Task statement -> In the records that follow, find the line with "g.addresses"; from there, retype every line exactly through the line with "pub mod migrations;", which also belongs to the answer.

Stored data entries
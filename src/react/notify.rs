//! Detection notifications.

use anyhow::Result;

use crate::config::NotifySettings;

/// Announces a qualifying detection to an outside service.
pub trait Notifier: Send {
    fn name(&self) -> &str;

    fn notify(&mut self, label: &str, confidence: f32, zone_id: u32) -> Result<()>;
}

/// Notifier for the configured `notify` section, if any.
pub fn build_notifier(settings: Option<&NotifySettings>) -> Result<Option<Box<dyn Notifier>>> {
    match settings {
        None => Ok(None),
        Some(settings) => build_webhook(settings).map(Some),
    }
}

#[cfg(feature = "http")]
fn build_webhook(settings: &NotifySettings) -> Result<Box<dyn Notifier>> {
    Ok(Box::new(webhook::WebhookNotifier::new(settings)?))
}

#[cfg(not(feature = "http"))]
fn build_webhook(_settings: &NotifySettings) -> Result<Box<dyn Notifier>> {
    Err(anyhow::anyhow!("detection notifications require the http feature"))
}

#[cfg(feature = "http")]
pub mod webhook {
    use anyhow::{Context, Result};
    use serde_json::{json, Value};
    use std::time::Duration;
    use url::Url;

    use super::Notifier;
    use crate::config::NotifySettings;

    /// JSON webhook in the IFTTT maker format (`value1`..`value3`).
    pub struct WebhookNotifier {
        url: String,
        agent: ureq::Agent,
    }

    impl WebhookNotifier {
        pub fn new(settings: &NotifySettings) -> Result<Self> {
            let url = Url::parse(&settings.url)
                .with_context(|| format!("invalid notify url '{}'", settings.url))?;
            Ok(Self {
                url: url.to_string(),
                agent: ureq::AgentBuilder::new()
                    .timeout(Duration::from_secs(10))
                    .build(),
            })
        }
    }

    pub(crate) fn request_body(label: &str, confidence: f32, zone_id: u32) -> Value {
        json!({
            "value1": label,
            "value2": format!("{:.4}", confidence),
            "value3": zone_id.to_string(),
        })
    }

    impl Notifier for WebhookNotifier {
        fn name(&self) -> &str {
            "webhook"
        }

        fn notify(&mut self, label: &str, confidence: f32, zone_id: u32) -> Result<()> {
            self.agent
                .post(&self.url)
                .send_json(request_body(label, confidence, zone_id))
                .with_context(|| format!("notify webhook {} failed", self.url))?;
            Ok(())
        }
    }

    #[cfg(test)]
    mod tests {
        use super::*;

        #[test]
        fn body_carries_label_confidence_and_zone() {
            let body = request_body("Pigeon", 0.97123, 4);
            assert_eq!(
                body,
                json!({"value1": "Pigeon", "value2": "0.9712", "value3": "4"})
            );
        }

        #[test]
        fn invalid_url_rejected_at_construction() {
            let settings = NotifySettings {
                url: "maker ifttt".to_string(),
            };
            assert!(WebhookNotifier::new(&settings).is_err());
            let settings = NotifySettings {
                url: "https://maker.ifttt.com/trigger/tilewatch_detect/with/key/abc".to_string(),
            };
            assert_eq!(WebhookNotifier::new(&settings).unwrap().name(), "webhook");
        }
    }
}
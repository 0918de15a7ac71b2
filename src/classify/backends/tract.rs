#![cfg(feature = "backend-tract")]

use std::path::Path;

use anyhow::{anyhow, Context, Result};
use image::RgbImage;
use tract_onnx::prelude::*;

use crate::classify::backend::Classifier;
use crate::classify::result::{round_confidence, DetectionResult, LabelScore};

/// Local ONNX image classifier.
///
/// Expects an NCHW float input of `1 x 3 x height x width` scaled to `[0, 1]`
/// and a single score vector output, one entry per label. Scores that do not
/// sum to one are passed through softmax.
pub struct TractClassifier {
    model: SimplePlan<TypedFact, Box<dyn TypedOp>>,
    labels: Vec<String>,
    width: u32,
    height: u32,
}

impl TractClassifier {
    pub fn new(
        model_path: &Path,
        labels_path: Option<&Path>,
        width: u32,
        height: u32,
    ) -> Result<Self> {
        let model = tract_onnx::onnx()
            .model_for_path(model_path)
            .with_context(|| format!("failed to load ONNX model from {}", model_path.display()))?
            .with_input_fact(
                0,
                InferenceFact::dt_shape(
                    f32::datum_type(),
                    tvec!(1, 3, height as usize, width as usize),
                ),
            )
            .context("failed to set input fact")?
            .into_optimized()
            .context("failed to optimize ONNX model")?
            .into_runnable()
            .context("failed to build runnable ONNX model")?;

        let labels = match labels_path {
            Some(path) => read_labels(path)?,
            None => Vec::new(),
        };

        Ok(Self {
            model,
            labels,
            width,
            height,
        })
    }

    fn build_input(&self, tile: &RgbImage) -> Result<Tensor> {
        if tile.dimensions() != (self.width, self.height) {
            return Err(anyhow!(
                "tile size {}x{} does not match model input {}x{}",
                tile.width(),
                tile.height(),
                self.width,
                self.height
            ));
        }
        let input = tract_ndarray::Array4::from_shape_fn(
            (1, 3, self.height as usize, self.width as usize),
            |(_, channel, y, x)| tile.get_pixel(x as u32, y as u32)[channel] as f32 / 255.0,
        );
        Ok(input.into_tensor())
    }

    fn label_for(&self, index: usize) -> String {
        self.labels
            .get(index)
            .cloned()
            .unwrap_or_else(|| format!("class_{}", index))
    }
}

impl Classifier for TractClassifier {
    fn name(&self) -> &str {
        "tract"
    }

    fn classify(&mut self, tile: &RgbImage) -> Result<DetectionResult> {
        let input = self.build_input(tile)?;
        let outputs = self
            .model
            .run(tvec!(input.into()))
            .context("ONNX inference failed")?;
        let output = outputs
            .first()
            .ok_or_else(|| anyhow!("model produced no outputs"))?;
        let raw: Vec<f32> = output
            .to_array_view::<f32>()
            .context("model output tensor was not f32")?
            .iter()
            .copied()
            .collect();
        let scores = normalize_scores(&raw);

        let (best, confidence) = scores
            .iter()
            .copied()
            .enumerate()
            .max_by(|a, b| a.1.total_cmp(&b.1))
            .ok_or_else(|| anyhow!("model produced an empty score vector"))?;
        let ranked = scores
            .iter()
            .enumerate()
            .map(|(index, score)| LabelScore::new(self.label_for(index), round_confidence(*score)))
            .collect();
        Ok(DetectionResult::new(self.label_for(best), round_confidence(confidence)).with_ranked(ranked))
    }
}

fn read_labels(path: &Path) -> Result<Vec<String>> {
    let raw = std::fs::read_to_string(path)
        .with_context(|| format!("failed to read labels from {}", path.display()))?;
    Ok(raw
        .lines()
        .map(str::trim)
        .filter(|line| !line.is_empty())
        .map(str::to_string)
        .collect())
}

fn normalize_scores(raw: &[f32]) -> Vec<f32> {
    let sum: f32 = raw.iter().sum();
    let is_distribution = raw.iter().all(|s| (0.0..=1.0).contains(s)) && (sum - 1.0).abs() < 1e-3;
    if is_distribution {
        return raw.to_vec();
    }
    let max = raw.iter().copied().fold(f32::NEG_INFINITY, f32::max);
    let exps: Vec<f32> = raw.iter().map(|s| (s - max).exp()).collect();
    let total: f32 = exps.iter().sum();
    exps.iter().map(|e| e / total).collect()
}
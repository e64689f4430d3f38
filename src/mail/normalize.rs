//! Inbound email normalization — webhook payload to a canonical record.
//!
//! The mail provider posts either pre-split fields (`to`, `from`, `subject`,
//! `text`, `html`) or the raw MIME source (field `email`), depending on how
//! the inbound-parse hook is configured. Both shapes normalize to the same
//! record; direct fields win where both are present.

use mail_parser::{MessageParser, MimeHeaders};
use serde::Deserialize;
use tracing::warn;

use crate::attachments::AttachmentStore;
use crate::store::AttachmentRef;

/// Raw webhook payload, as posted by the inbound-parse provider.
#[derive(Debug, Clone, Default, Deserialize)]
pub struct InboundPayload {
    pub to: Option<String>,
    pub from: Option<String>,
    pub subject: Option<String>,
    pub text: Option<String>,
    pub html: Option<String>,
    /// Envelope JSON as posted by the provider. Unused, but kept so
    /// form deserialization accepts the full provider payload.
    pub envelope: Option<String>,
    /// Raw MIME source, present when the hook is configured to forward it.
    #[serde(rename = "email")]
    pub raw_email: Option<String>,
}

/// Canonical inbound email record.
#[derive(Debug, Clone, Default)]
pub struct NormalizedEmail {
    pub to: Option<String>,
    pub from: Option<String>,
    pub subject: Option<String>,
    pub text: Option<String>,
    pub html: Option<String>,
    pub attachments: Vec<AttachmentRef>,
}

/// Normalize a webhook payload, persisting any MIME attachments.
///
/// A MIME parse failure degrades to whatever direct fields were present; a
/// failed attachment write is logged and skipped without aborting the rest.
pub async fn normalize(payload: InboundPayload, attachments: &AttachmentStore) -> NormalizedEmail {
    let mut email = NormalizedEmail {
        to: filled(payload.to),
        from: filled(payload.from),
        subject: filled(payload.subject),
        text: filled(payload.text),
        html: filled(payload.html),
        attachments: Vec::new(),
    };

    let Some(raw) = payload.raw_email else {
        return email;
    };

    let Some(parsed) = MessageParser::default().parse(raw.as_bytes()) else {
        warn!("Failed to parse raw MIME payload; continuing with direct fields");
        return email;
    };

    if email.to.is_none() {
        email.to = address_list(parsed.to());
    }
    if email.from.is_none() {
        email.from = address_list(parsed.from());
    }
    if email.subject.is_none() {
        email.subject = filled(parsed.subject().map(str::to_string));
    }
    if email.text.is_none() {
        email.text = filled(parsed.body_text(0).map(|t| t.to_string()));
    }
    if email.html.is_none() {
        email.html = filled(parsed.body_html(0).map(|h| h.to_string()));
    }

    for part in parsed.attachments() {
        let name = part.attachment_name().unwrap_or("attachment");
        let mime_type = content_type_of(part);
        match attachments.save(name, &mime_type, part.contents()).await {
            Ok(saved) => email.attachments.push(saved),
            Err(e) => {
                warn!(name = name, error = %e, "Failed to save attachment; skipping");
            }
        }
    }

    email
}

/// Treat empty/whitespace-only form fields as absent.
fn filled(value: Option<String>) -> Option<String> {
    value.filter(|s| !s.trim().is_empty())
}

/// Join all addresses in a parsed header into one comma-separated value.
fn address_list(addr: Option<&mail_parser::Address>) -> Option<String> {
    let addr = addr?;
    let list: Vec<String> = match addr {
        mail_parser::Address::List(addrs) => addrs
            .iter()
            .filter_map(|a| a.address.as_ref().map(|s| s.to_string()))
            .collect(),
        mail_parser::Address::Group(groups) => groups
            .iter()
            .flat_map(|g| {
                g.addresses
                    .iter()
                    .filter_map(|a| a.address.as_ref().map(|s| s.to_string()))
            })
            .collect(),
    };
    if list.is_empty() {
        None
    } else {
        Some(list.join(", "))
    }
}

/// Full `type/subtype` of a MIME part, defaulting to octet-stream.
fn content_type_of(part: &mail_parser::MessagePart) -> String {
    match part.content_type() {
        Some(ct) => match ct.subtype() {
            Some(sub) => format!("{}/{sub}", ct.ctype()),
            None => ct.ctype().to_string(),
        },
        None => "application/octet-stream".to_string(),
    }
}
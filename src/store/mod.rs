//! Persistence layer — libSQL-backed storage for orders and communications.

pub mod libsql_backend;
pub mod migrations;
pub mod traits;

pub use libsql_backend::LibSqlStore;
pub use traits::{AttachmentRef, Direction, Order, OrderCommunication, Store};
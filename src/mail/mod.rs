//! Mail handling — reply tokens, inbound normalization, quote stripping, SMTP outbound.

pub mod normalize;
pub mod outbound;
pub mod strip;
pub mod token;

Exercise output ->
                g.addresses
                    .iter()
                    .filter_map(|a| a.address.as_ref().map(|s| s.to_string()))
            })
            .collect(),
    };
    if list.is_empty() {
        None
    } else {
        Some(list.join(", "))
    }
}

/// Full `type/subtype` of a MIME part, defaulting to octet-stream.
fn content_type_of(part: &mail_parser::MessagePart) -> String {
    match part.content_type() {
        Some(ct) => match ct.subtype() {
            Some(sub) => format!("{}/{sub}", ct.ctype()),
            None => ct.ctype().to_string(),
        },
        None => "application/octet-stream".to_string(),
    }
}
filename src/store/mod.rs
//! Persistence layer — libSQL-backed storage for orders and communications.

pub mod libsql_backend;
pub mod migrations;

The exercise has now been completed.